Por Aranza Hernández[1]

María Luisa Bombal se erige como una de las autoras que, con su talento y estilo, ha logrado ocupar un espacio muy importante en la literatura latinoamericana y en la narrativa del siglo XX. Su escritura se alejó de los paradigmas establecidos para representar, en su lugar, el papel de las mujeres en la sociedad y los conflictos a los que se enfrentaban. En su obra destaca la introspección; una mirada subjetiva que expresa los sentimientos y emociones más íntimos de sus protagonistas: mujeres en busca de su identidad, felicidad y libertad.

En este sentido, el presente texto busca analizar la importancia de la muerte en La amortajada, enfatizando los rasgos que mantenían a la protagonista sujeta a las normas del patriarcado. Se mostrará cómo su fallecimiento corporal le permite liberarse de los prejuicios y, en general, de la sociedad patriarcal, pues la muerte es presentada no solo como una mera partida terrenal, sino como un espacio íntimo de reflexión y liberación de lo que se experimentó en vida. Es la salida que despoja a la protagonista de toda opresión, de todo odio y de todo aquello que la lastimó, pues durante ese estado entre la vida y la muerte, ella tomará conciencia, según lo que ha experimentado, de su posición como mujer oprimida, cuya existencia se encuentra siempre ligada a una figura masculina, necesaria para sentirse mujer.

La novela presenta una narración dividida temáticamente en dos partes: una muerte corporal y una muerte del pensamiento patriarcal. Por un lado, Ana María, la protagonista, experimenta una muerte carnal, el término del mundo de los vivos y, por otro lado, una muerte psíquica. Esto debido a que durante su existencia había aceptado, inconscientemente, las normas estipuladas por la sociedad patriarcal en la que se encontraba. Aceptó desaparecer su identidad, por lo que el “el ritual del velatorio es la zona de pasaje que permite purificar y liberar el trauma de una memoria de género” (Vásquez, 2015, p. 292). Ello porque “la catarsis sólo puede tener lugar, en un no-lugar, fuera del/os lugar/es o posiciones que ocupaba Ana María en el sistema de las relaciones genérico-sexuales y de parentesco de su estructura familiar” (Vásquez, 2015, p. 292).

De este modo, Ana María iniciará un viaje introspectivo, recordando, especialmente, sus relaciones sentimentales, además de ir puntualizando algunas reflexiones relacionadas con su entorno e identidad en la vida que está dejando.

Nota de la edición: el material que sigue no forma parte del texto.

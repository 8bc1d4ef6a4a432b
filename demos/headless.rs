//! # Headless
//!
//! Runs the update pass without a window: the emitter circles the middle
//! of a 1920x1080 canvas at a fixed 60 Hz step, and the per-frame cost is
//! printed once per simulated second.
//!
//! Run with: `cargo run --example headless --release -- [particles] [seconds]`

use std::time::Duration;

use pfx2d::prelude::*;

fn main() -> Result<(), pfx2d::ConfigError> {
    let mut args = std::env::args().skip(1);
    let count: usize = args.next().and_then(|s| s.parse().ok()).unwrap_or(100_000);
    let seconds: u32 = args.next().and_then(|s| s.parse().ok()).unwrap_or(5);

    let mut system = ParticleSystem::new(EmitterConfig::new(count).with_seed(1))?;
    let step = Duration::from_secs_f64(1.0 / 60.0);
    let center = Vec2::new(960.0, 540.0);

    println!("=== pfx2d headless ===");
    println!("Particles: {}", count);
    println!("Step: {:?}", step);
    println!();

    for second in 0..seconds {
        let mut respawned = 0;
        let mut busy = Duration::ZERO;

        for frame in 0..60 {
            let t = second as f32 + frame as f32 / 60.0;
            system.set_emitter(center + Vec2::from_angle(t) * 300.0);

            let timer = Stopwatch::start();
            respawned += system.update(step).respawned;
            busy += timer.elapsed();
        }

        println!(
            "t={}s  respawned={:>8}  avg update={:.3} ms",
            second + 1,
            respawned,
            busy.as_secs_f64() * 1000.0 / 60.0
        );
    }

    Ok(())
}
//! Emitter configuration.
//!
//! An [`EmitterConfig`] describes everything that is randomized when a
//! particle respawns, plus how the collection is drawn. It is built with
//! `with_*` methods or loaded from JSON, and validated once when a
//! [`ParticleSystem`](crate::ParticleSystem) is created.
//!
//! # Defaults
//!
//! | Field | Default |
//! |-------|---------|
//! | `particle_count` | 10 000 |
//! | `angle_degrees` | `0..360` |
//! | `speed` | `50..100` px/s |
//! | `lifetime` | `1s..3s` |
//! | `fade` | [`Fade::Fixed`] 3s |
//! | `color` | cycle red, green, blue |
//! | `shape` | [`Shape::Point`] |
//!
//! # Example
//!
//! ```ignore
//! let config = EmitterConfig::new(1_000)
//!     .with_lifetime(Duration::from_secs(2), Duration::from_secs(4))
//!     .with_color(ColorMode::Random)
//!     .with_shape(Shape::Fan { radius: 10.0, segments: 12 });
//! ```
//!
//! The same config as JSON (lifetimes in seconds):
//!
//! ```json
//! {
//!   "particle_count": 1000,
//!   "lifetime": { "start": 2.0, "end": 4.0 },
//!   "color": "random",
//!   "shape": { "fan": { "radius": 10.0, "segments": 12 } }
//! }
//! ```

use crate::color::ColorMode;
use crate::error::ConfigError;
use crate::geometry::Shape;
use crate::particle::Particle;
use serde::{Deserialize, Serialize};
use std::ops::Range;
use std::path::Path;
use std::time::Duration;

/// Reference lifetime the alpha fade is measured against.
#[derive(Debug, Clone, Copy, PartialEq, Serialize, Deserialize)]
#[serde(rename_all = "snake_case")]
pub enum Fade {
    /// One reference for every particle. Particles that live longer than
    /// this stay fully opaque until they drop below it.
    Fixed(#[serde(with = "secs")] Duration),
    /// Each particle fades over its own sampled lifetime.
    Spawned,
}

impl Default for Fade {
    fn default() -> Self {
        Fade::Fixed(Duration::from_secs(3))
    }
}

impl Fade {
    #[inline]
    pub fn reference(&self, particle: &Particle) -> Duration {
        match *self {
            Fade::Fixed(reference) => reference,
            Fade::Spawned => particle.spawned_lifetime,
        }
    }
}

/// Particle emitter configuration.
#[derive(Debug, Clone, PartialEq, Serialize, Deserialize)]
#[serde(default)]
pub struct EmitterConfig {
    /// Fixed number of particles in the collection.
    pub particle_count: usize,
    /// Respawn direction range in degrees.
    pub angle_degrees: Range<f32>,
    /// Respawn speed range in pixels per second.
    pub speed: Range<f32>,
    /// Respawn lifetime range.
    #[serde(with = "secs_range")]
    pub lifetime: Range<Duration>,
    /// Alpha fade reference.
    pub fade: Fade,
    /// Respawn color.
    pub color: ColorMode,
    /// Vertex packing.
    pub shape: Shape,
    /// RNG seed. `None` seeds from OS entropy.
    pub seed: Option<u64>,
}

impl Default for EmitterConfig {
    fn default() -> Self {
        Self {
            particle_count: 10_000,
            angle_degrees: 0.0..360.0,
            speed: 50.0..100.0,
            lifetime: Duration::from_millis(1000)..Duration::from_millis(3000),
            fade: Fade::default(),
            color: ColorMode::default(),
            shape: Shape::default(),
            seed: None,
        }
    }
}

impl EmitterConfig {
    pub fn new(particle_count: usize) -> Self {
        Self {
            particle_count,
            ..Default::default()
        }
    }

    /// Set the respawn direction range (degrees).
    pub fn with_angle(mut self, min: f32, max: f32) -> Self {
        self.angle_degrees = min..max;
        self
    }

    /// Set the respawn speed range (pixels per second).
    pub fn with_speed(mut self, min: f32, max: f32) -> Self {
        self.speed = min..max;
        self
    }

    /// Set the respawn lifetime range.
    pub fn with_lifetime(mut self, min: Duration, max: Duration) -> Self {
        self.lifetime = min..max;
        self
    }

    pub fn with_fade(mut self, fade: Fade) -> Self {
        self.fade = fade;
        self
    }

    pub fn with_color(mut self, color: ColorMode) -> Self {
        self.color = color;
        self
    }

    pub fn with_shape(mut self, shape: Shape) -> Self {
        self.shape = shape;
        self
    }

    /// Seed the respawn RNG for reproducible runs.
    pub fn with_seed(mut self, seed: u64) -> Self {
        self.seed = Some(seed);
        self
    }

    /// Check every range and parameter. Sampling never panics on a
    /// config that passes.
    pub fn validate(&self) -> Result<(), ConfigError> {
        if self.particle_count == 0 {
            return Err(ConfigError::NoParticles);
        }

        check_range("angle", &self.angle_degrees)?;
        check_range("speed", &self.speed)?;
        if self.speed.start < 0.0 {
            return Err(ConfigError::NegativeSpeed {
                start: self.speed.start,
                end: self.speed.end,
            });
        }

        // Lifetimes start strictly above zero so a respawn is always alive.
        if self.lifetime.start.is_zero() || self.lifetime.start >= self.lifetime.end {
            return Err(ConfigError::InvalidRange {
                field: "lifetime",
                start: self.lifetime.start.as_secs_f64(),
                end: self.lifetime.end.as_secs_f64(),
            });
        }

        if let Fade::Fixed(reference) = self.fade {
            if reference.is_zero() {
                return Err(ConfigError::ZeroFade);
            }
        }

        if let ColorMode::Cycle(palette) = &self.color {
            if palette.is_empty() {
                return Err(ConfigError::EmptyPalette);
            }
        }

        self.shape.validate()?;
        self.shape.vertex_count(self.particle_count)?;
        Ok(())
    }

    pub fn from_json_str(json: &str) -> Result<Self, ConfigError> {
        let config: Self = serde_json::from_str(json)?;
        config.validate()?;
        Ok(config)
    }

    /// Load and validate a JSON config file.
    pub fn from_path(path: impl AsRef<Path>) -> Result<Self, ConfigError> {
        let path = path.as_ref();
        let json = std::fs::read_to_string(path)?;
        let config = Self::from_json_str(&json)?;
        tracing::debug!(path = %path.display(), particles = config.particle_count, "loaded emitter config");
        Ok(config)
    }

    pub fn to_json_string(&self) -> Result<String, ConfigError> {
        Ok(serde_json::to_string_pretty(self)?)
    }
}

fn check_range(field: &'static str, range: &Range<f32>) -> Result<(), ConfigError> {
    // The span must be finite too, or uniform sampling overflows.
    if !(range.end - range.start).is_finite() || range.start >= range.end {
        return Err(ConfigError::InvalidRange {
            field,
            start: range.start as f64,
            end: range.end as f64,
        });
    }
    Ok(())
}

/// Durations as floating-point seconds.
mod secs {
    use serde::de::Error;
    use serde::{Deserialize, Deserializer, Serializer};
    use std::time::Duration;

    pub fn serialize<S: Serializer>(value: &Duration, s: S) -> Result<S::Ok, S::Error> {
        s.serialize_f64(value.as_secs_f64())
    }

    pub fn deserialize<'de, D: Deserializer<'de>>(d: D) -> Result<Duration, D::Error> {
        let secs = f64::deserialize(d)?;
        Duration::try_from_secs_f64(secs).map_err(D::Error::custom)
    }
}

/// `Range<Duration>` as `{ "start": secs, "end": secs }`.
mod secs_range {
    use serde::de::Error;
    use serde::{Deserialize, Deserializer, Serialize, Serializer};
    use std::ops::Range;
    use std::time::Duration;

    #[derive(Serialize, Deserialize)]
    struct SecsRange {
        start: f64,
        end: f64,
    }

    pub fn serialize<S: Serializer>(value: &Range<Duration>, s: S) -> Result<S::Ok, S::Error> {
        SecsRange {
            start: value.start.as_secs_f64(),
            end: value.end.as_secs_f64(),
        }
        .serialize(s)
    }

    pub fn deserialize<'de, D: Deserializer<'de>>(d: D) -> Result<Range<Duration>, D::Error> {
        let raw = SecsRange::deserialize(d)?;
        let start = Duration::try_from_secs_f64(raw.start).map_err(D::Error::custom)?;
        let end = Duration::try_from_secs_f64(raw.end).map_err(D::Error::custom)?;
        Ok(start..end)
    }
}

#[cfg(test)]
mod tests {
    use super::*;
    use crate::color::Color;

    #[test]
    fn test_defaults_validate() {
        let config = EmitterConfig::default();
        assert!(config.validate().is_ok());
        assert_eq!(config.particle_count, 10_000);
        assert_eq!(config.speed, 50.0..100.0);
        assert_eq!(config.lifetime, Duration::from_secs(1)..Duration::from_secs(3));
    }

    #[test]
    fn test_rejects_bad_ranges() {
        let err = EmitterConfig::new(10).with_speed(100.0, 50.0).validate();
        assert!(matches!(err, Err(ConfigError::InvalidRange { field: "speed", .. })));

        let err = EmitterConfig::new(10).with_angle(0.0, f32::NAN).validate();
        assert!(matches!(err, Err(ConfigError::InvalidRange { field: "angle", .. })));

        let err = EmitterConfig::new(10).with_angle(-f32::MAX, f32::MAX).validate();
        assert!(matches!(err, Err(ConfigError::InvalidRange { field: "angle", .. })));

        let err = EmitterConfig::new(10).with_speed(0.0, f32::INFINITY).validate();
        assert!(matches!(err, Err(ConfigError::InvalidRange { field: "speed", .. })));

        let err = EmitterConfig::new(10).with_speed(-5.0, 5.0).validate();
        assert!(matches!(err, Err(ConfigError::NegativeSpeed { .. })));

        let err = EmitterConfig::new(10)
            .with_lifetime(Duration::ZERO, Duration::from_secs(1))
            .validate();
        assert!(matches!(err, Err(ConfigError::InvalidRange { field: "lifetime", .. })));
    }

    #[test]
    fn test_rejects_degenerate_parameters() {
        assert!(matches!(EmitterConfig::new(0).validate(), Err(ConfigError::NoParticles)));
        assert!(matches!(
            EmitterConfig::new(1).with_fade(Fade::Fixed(Duration::ZERO)).validate(),
            Err(ConfigError::ZeroFade)
        ));
        assert!(matches!(
            EmitterConfig::new(1).with_color(ColorMode::Cycle(vec![])).validate(),
            Err(ConfigError::EmptyPalette)
        ));
        assert!(matches!(
            EmitterConfig::new(1)
                .with_shape(Shape::Fan { radius: 4.0, segments: 1 })
                .validate(),
            Err(ConfigError::TooFewSegments(1))
        ));
        assert!(matches!(
            EmitterConfig::new(usize::MAX / 4)
                .with_shape(Shape::Fan { radius: 1.0, segments: 3 })
                .validate(),
            Err(ConfigError::TooManyVertices { .. })
        ));
        assert!(matches!(
            EmitterConfig::from_json_str(r#"{ "particle_count": 100000000 }"#),
            Err(ConfigError::TooManyVertices { .. })
        ));
    }

    #[test]
    fn test_partial_json_uses_defaults() {
        let config = EmitterConfig::from_json_str(
            r#"{
                "particle_count": 1000,
                "lifetime": { "start": 2.0, "end": 4.0 },
                "color": "random",
                "shape": { "fan": { "radius": 10.0, "segments": 12 } }
            }"#,
        )
        .unwrap();

        assert_eq!(config.particle_count, 1000);
        assert_eq!(config.lifetime, Duration::from_secs(2)..Duration::from_secs(4));
        assert_eq!(config.color, ColorMode::Random);
        assert_eq!(config.shape, Shape::Fan { radius: 10.0, segments: 12 });
        assert_eq!(config.speed, 50.0..100.0);
        assert_eq!(config.fade, Fade::Fixed(Duration::from_secs(3)));
    }

    #[test]
    fn test_json_round_trip_keeps_fade() {
        let config = EmitterConfig::new(5)
            .with_fade(Fade::Spawned)
            .with_color(ColorMode::Solid(Color::BLUE))
            .with_seed(9);
        let json = config.to_json_string().unwrap();
        assert_eq!(EmitterConfig::from_json_str(&json).unwrap(), config);
    }

    #[test]
    fn test_invalid_json_is_rejected() {
        assert!(matches!(
            EmitterConfig::from_json_str(r#"{ "particle_count": 0 }"#),
            Err(ConfigError::NoParticles)
        ));
        assert!(matches!(
            EmitterConfig::from_json_str("not json"),
            Err(ConfigError::Parse(_))
        ));
        assert!(matches!(
            EmitterConfig::from_json_str(r#"{ "lifetime": { "start": -1.0, "end": 2.0 } }"#),
            Err(ConfigError::Parse(_))
        ));
    }

    #[test]
    fn test_missing_file() {
        assert!(matches!(
            EmitterConfig::from_path("/definitely/not/here.json"),
            Err(ConfigError::Io(_))
        ));
    }
}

Una de las interrogantes más relevantes que se hace así misma es “¿por qué la naturaleza de la mujer ha de ser tal que tenga que ser siempre un hombre el eje de su vida?” (Bombal, 1941, p. 74).[2] Lo que sucede es que “el ideal que le ponen ante los ojos es el ideal de la dicha” (Beauvoir, s.f., p. 226), el único que conoce. Así, se le exige una constante renuncia de sí misma: la muerte de su esencia y su libertad.

Desde que nace parece que la mujer está condenada a ser rechazada, disimuladamente o no, de la sociedad, excluida, incluso, de cualquier afecto que pueda poner al sexo masculino en un estado vulnerable. El padre de Ana María, por ejemplo, rechaza a su hija cuando ella le muestra su cariño, especialmente porque él siente la necesidad de evadir cualquier signo que demuestre debilidad o fragilidad: “Los ojos de su padre se habían llenado de lágrimas; y, como ella se le arrimara instintivamente, él la había rechazado (…) — Eres una tonta — le había dicho; luego había dejado el cuarto dando un portazo” (p. 33).  Lo mismo sucede con las relaciones amorosas de la protagonista.

“La identidad masculina patriarcal, sugiere la narradora, es como una cárcel, una tortura que el hombre está condenado a sufrir ‘mudo’ y a solas, y que, en consecuencia, lo convierte en víctima” (Melgar, 2006, p. 241). En este sentido, “las características que configuran la masculinidad en la sociedad patriarcal parecen conformar un orden determinista del que el hombre no parece ser capaz de liberarse” (Melgar, 2006, p. 241). A su vez, se orilla a la mujer a un modo de vida en el que debe ser pasiva, sumisa y obediente. Se ignora que ella también es un sujeto, pero posicionarla en ese lugar sería para el varón una desventaja, porque necesita sentirse superior para ejercer poder.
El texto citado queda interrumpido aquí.